Assignment —
Take the records below from their first line to the line with "pub fn add_filter(&mut", and restate those lines word for word.

Segment Start: Information shown

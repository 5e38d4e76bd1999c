use super::Expr;

/// The `WHERE` clause of a statement. `None` matches every row.
#[derive(Debug, Clone, Default, PartialEq)]
pub struct Filter {
    pub expr: Option<Expr>,
}

impl Filter {
    pub fn new(expr: impl Into<Option<Expr>>) -> Self {
        Self { expr: expr.into() }
    }

    pub fn is_empty(&self) -> bool {
        self.expr.is_none()
    }

    /// ANDs `filter` into the existing condition.
    pub fn add_filter(&mut self, filter: impl Into<Filter>) {
        let Some(expr) = filter.into().expr else {
            return;
        };

        self.expr = Some(match self.expr.take() {
            Some(existing) => Expr::and(existing, expr),
            None => expr,
        });
    }
}

impl From<Expr> for Filter {
    fn from(value: Expr) -> Self {
        Self { expr: Some(value) }
    }
}

impl From<Option<Expr>> for Filter {
    fn from(value: Option<Expr>) -> Self {
        Self { expr: value }
    }
}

Segment End: Information shown

Task solution —
repository 5e38d4e76bd1999c
use super::Expr;

/// The `WHERE` clause of a statement. `None` matches every row.
#[derive(Debug, Clone, Default, PartialEq)]
pub struct Filter {
    pub expr: Option<Expr>,
}

impl Filter {
    pub fn new(expr: impl Into<Option<Expr>>) -> Self {
        Self { expr: expr.into() }
    }

    pub fn is_empty(&self) -> bool {
        self.expr.is_none()
    }

    /// ANDs `filter` into the existing condition.
    pub fn add_filter(&mut self, filter: impl Into<Filter>) {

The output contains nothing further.